1. A brick moving mechanism, comprising:

brick moving wire frame;

two mutually independent brick clamping components, wherein a brick clamping station is formed between the two brick clamping components, and the two brick clamping components are movably arranged on the brick moving frame so as to adjust the brick clamping distance of the brick clamping station and change the position of the brick clamping station;

the brick clamping part comprises:

the brick clamping assembly is movably arranged on the brick moving line frame;

the driving device is arranged on the brick moving line frame and drives the brick clamping assembly to do reciprocating linear motion along the length direction of the brick moving line frame; the driving device is provided with a driving end;

the brick moving mechanism further comprises a plurality of groups of transmission assemblies, wherein the plurality of groups of transmission assemblies are in transmission connection with the driving end and used for driving the brick clamping assemblies to move under the driving action of the driving end.
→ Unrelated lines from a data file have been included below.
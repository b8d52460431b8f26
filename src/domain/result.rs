//! `AggregatedResult` — the terminal output of a completed scan (spec §3, §4.5).

use chrono::{DateTime, Utc};
use serde::{Deserialize, Serialize};
use std::collections::BTreeMap;
use uuid::Uuid;

use crate::domain::finding::Finding;

/// Overall compliance banding derived from `score` (spec §4.5 step 6).
#[derive(Debug, Clone, Copy, PartialEq, Eq, Serialize, Deserialize)]
#[serde(rename_all = "SCREAMING_SNAKE_CASE")]
pub enum ComplianceLevel {
    Compliant,
    PartiallyCompliant,
    NonCompliant,
}

impl ComplianceLevel {
    /// Score-band classification per spec §4.5 step 6:
    /// `>= 85` COMPLIANT, `[60, 85)` PARTIALLY_COMPLIANT, `< 60` NON_COMPLIANT.
    #[must_use]
    pub fn from_score(score: f64) -> Self {
        if score >= 85.0 {
            Self::Compliant
        } else if score >= 60.0 {
            Self::PartiallyCompliant
        } else {
            Self::NonCompliant
        }
    }
}

/// Per-scanner counts of terminal outcome statuses (spec §3).
#[derive(Debug, Clone, Copy, Default, PartialEq, Eq, Serialize, Deserialize)]
pub struct ScannerOutcomeSummary {
    pub ok: u32,
    pub failed: u32,
    pub timed_out: u32,
    pub skipped: u32,
}

impl ScannerOutcomeSummary {
    #[must_use]
    pub fn total(&self) -> u32 {
        self.ok + self.failed + self.timed_out + self.skipped
    }
}

/// The normalized, scored compliance report produced by C5 (spec §3).
#[derive(Debug, Clone, Serialize, Deserialize)]
pub struct AggregatedResult {
    pub scan_id: Uuid,
    pub generated_at: DateTime<Utc>,
    pub findings: Vec<Finding>,
    pub outcome_summary: BTreeMap<String, ScannerOutcomeSummary>,
    /// Keyed by [`crate::severity::Severity::label`] rather than the enum
    /// itself — keeps this report serializable with stable string keys
    /// independent of the enum's internal variant order.
    pub severity_totals: BTreeMap<String, u32>,
    /// Keyed by the principle's `Display` string (`PERCEIVABLE`, ...).
    pub pour_totals: BTreeMap<String, u32>,
    pub score: f64,
    pub compliance_level: ComplianceLevel,
    pub confidence: u8,
    pub executive_summary: Option<String>,
}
2. The brick moving mechanism of claim 1 wherein the brick clamping assembly comprises:

the support plate is in sliding connection with the brick moving line frame;

the lifting device is fixedly connected with the supporting plate;

the clamping plate is in driving connection with the lifting device; the bottom end of the clamping plate is provided with a bearing part;

the clamping plate makes reciprocating linear motion along the vertical direction under the driving action of the lifting device.

3. The brick moving mechanism according to claim 1, wherein:

the opposite sides of each driving device are provided with driving ends;

the transmission assemblies are correspondingly distributed on two opposite sides of the driving device.

4. A brick moving mechanism according to claim 1 or 3, wherein:

each group of the transmission assemblies comprises two flexible transmission members;

each driving end is in driving transmission connection with two flexible transmission members of one group of transmission assemblies, and is in driven transmission connection with two flexible transmission members of the other group of transmission assemblies.

5. The brick moving mechanism according to claim 4, wherein:

the transmission assembly further comprises two driving wheels and two driven wheels;

each driving end is in driving connection with one flexible transmission member through the driving wheel so as to drive the flexible transmission member to move;

each driving end is in driven connection with another flexible transmission member through the driven wheel.

6. The brick moving mechanism according to claim 5, wherein:

and a bearing is connected between the driven wheel and the driving end.

7. The brick moving mechanism according to claim 1, further comprising a sliding member comprising:

the guide rail is arranged on the brick moving line frame and extends along the length direction of the brick moving line frame;

and the two sliding blocks are connected with the guide rail in a sliding manner, and the two sliding blocks are respectively connected with the two brick clamping assemblies.